Enstar waging war on small inlet producer
G. Scott Pfoff President, Aurora Gas LLC
While all eyes are on the continuing saga of the North Slope gas pipeline project, a smaller war is being waged in the Cook Inlet natural gas market. Enstar Natural Gas Co. has initiated litigation against a small producer, Aurora Gas LLC, over a contractual dispute involving the producer’s obligation to continue sales of natural gas to the utility. While Enstar happily purchases large quantities of natural gas from Chevron USA at prices of $8 per thousand cubic feet, the utility aggressively seeks to beat Cook Inlet’s only true “small producer” into submission and require that the company continue to make sales of gas at $3 per thousand cubic feet.
Worse yet, the newer contracts that the utility has entered into with large producers at much higher prices will result in Aurora having to make royalty payments based on the “prevailing value” of gas in Cook Inlet; in other words, the more big oil gets for its gas, the less Aurora gets for its gas.
Under the pretense of looking out for the consumer’s best interests, the utility is actually pursuing a course of action that attempts to shield its shareholders from any risk at the potential expense of the local ratepayers. Should they lose this questionable litigation, they will look to ratepayers to foot the bill for their efforts.

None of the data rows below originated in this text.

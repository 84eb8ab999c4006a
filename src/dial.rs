//! Generic dialing by network name, in the style of `"tcp"` / `"udp4"`.

use std::fmt;
use std::net::SocketAddr;
use std::str::FromStr;

use tokio::net::{lookup_host, TcpStream};
use tracing::{debug, info};

use crate::config::ConnConfig;
use crate::conn::EventConn;
use crate::error::Error;
use crate::udp::{self, DatagramStream};

/// Transport and address family to dial with.
#[derive(Debug, Clone, Copy, PartialEq, Eq, Hash)]
pub enum Network {
    Tcp,
    Tcp4,
    Tcp6,
    Udp,
    Udp4,
    Udp6,
}

impl Network {
    /// Whether this is a byte-stream (TCP) network.
    pub fn is_stream(self) -> bool {
        matches!(self, Network::Tcp | Network::Tcp4 | Network::Tcp6)
    }

    /// Whether `addr` belongs to the address family this network is limited to.
    pub fn accepts(self, addr: &SocketAddr) -> bool {
        match self {
            Network::Tcp | Network::Udp => true,
            Network::Tcp4 | Network::Udp4 => addr.is_ipv4(),
            Network::Tcp6 | Network::Udp6 => addr.is_ipv6(),
        }
    }

    fn as_str(self) -> &'static str {
        match self {
            Network::Tcp => "tcp",
            Network::Tcp4 => "tcp4",
            Network::Tcp6 => "tcp6",
            Network::Udp => "udp",
            Network::Udp4 => "udp4",
            Network::Udp6 => "udp6",
        }
    }
}

impl fmt::Display for Network {
    fn fmt(&self, f: &mut fmt::Formatter<'_>) -> fmt::Result {
        f.write_str(self.as_str())
    }
}

impl FromStr for Network {
    type Err = Error;

    fn from_str(s: &str) -> Result<Self, Self::Err> {
        match s.to_ascii_lowercase().as_str() {
            "tcp" => Ok(Network::Tcp),
            "tcp4" => Ok(Network::Tcp4),
            "tcp6" => Ok(Network::Tcp6),
            "udp" => Ok(Network::Udp),
            "udp4" => Ok(Network::Udp4),
            "udp6" => Ok(Network::Udp6),
            _ => Err(Error::InvalidNetwork(s.to_string())),
        }
    }
}

/// Connects to `address` (`"host:port"`) over `network` and wraps the result
/// in an [`EventConn`].
///
/// All addresses `address` resolves to are tried in order, skipping those
/// of the wrong family. Socket options are left at their OS defaults; use
/// [`dial_tcp`](crate::tcp::dial_tcp) or [`dial_udp`](crate::udp::dial_udp)
/// to size the receive buffer.
pub async fn dial(network: &str, address: &str) -> Result<EventConn, Error> {
    dial_with_config(network, address, ConnConfig::default()).await
}

/// Like [`dial`], with an explicit configuration. The configuration is
/// validated before anything is resolved.
pub async fn dial_with_config(
    network: &str,
    address: &str,
    config: ConnConfig,
) -> Result<EventConn, Error> {
    let network: Network = network.parse()?;
    config.validate()?;

    let mut last_err = None;
    for addr in lookup_host(address).await?.filter(|addr| network.accepts(addr)) {
        match connect(network, addr, &config).await {
            Ok(conn) => {
                info!(%network, %addr, id = conn.id(), "dialed");
                return Ok(conn);
            }
            Err(e) => {
                debug!(%network, %addr, "dial attempt failed: {}", e);
                last_err = Some(e);
            }
        }
    }

    Err(last_err.unwrap_or_else(|| Error::NoAddress(format!("{network} {address}"))))
}

async fn connect(network: Network, addr: SocketAddr, config: &ConnConfig) -> Result<EventConn, Error> {
    if network.is_stream() {
        let stream = TcpStream::connect(addr).await?;
        Ok(EventConn::spawn(stream, config.clone()))
    } else {
        let socket = udp::connect(addr).await?;
        Ok(EventConn::spawn(DatagramStream::new(socket), config.clone()))
    }
}
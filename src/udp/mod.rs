//! UDP support: a stream adapter for connected sockets and the dial helpers.

mod datagram;
mod dial;

pub use datagram::DatagramStream;
pub use dial::{dial_udp, dial_udp_with_config};

pub(crate) use dial::connect;
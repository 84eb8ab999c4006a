//! TCP dial and accept helpers.

mod dial;
mod listener;

pub use dial::{dial_tcp, dial_tcp_with_config};
pub use listener::EventListener;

The really upsetting part of this situation is that even if Enstar prevails in its efforts to force Aurora Gas to continue sales of gas at prices less than half of what it is paying the big guys, the ratepayers and citizens of Alaska lose. The analogy of shooting the cow to get her milk comes to mind. At $3 per thousand cubic feet, it is impossible for Aurora to continue its efforts to bring additional reserves to market. Its core operating area is on the west side of Cook Inlet in an area devoid of infrastructure where it is very expensive to operate. The company gave this enterprise a courageous effort, spending over $70 million since 2001 in an honest attempt to prove up additional reserves. The results have been mediocre, but the company wants to continue the effort.
Furthermore, Aurora has gainfully employed scores of local workers in its past five years of operations in Cook Inlet; however, most of these jobs will be lost without additional investment in its search for gas. Unfortunately, it looks like Aurora Gas will devote most of its resources in the coming year to fighting a lawsuit rather than drilling for gas.
It is important to know that the Enstar contract contains a provision that contemplated the possibility that continued production at the contract price might become uneconomic, in which case the seller has the right to suspend deliveries and sell the gas elsewhere. Aurora is not trying to “break” its contract with the utility, it is simply trying to invoke a contractual right that was bargained for at the time the contract was entered into and subsequently approved by the regulators.
The shortage of gas in Cook Inlet and the need for more companies (and small producers in particular) to join the search are well known. Enstar’s actions in this matter certainly do not seem like the actions of a utility that is trying to encourage investment by small producers.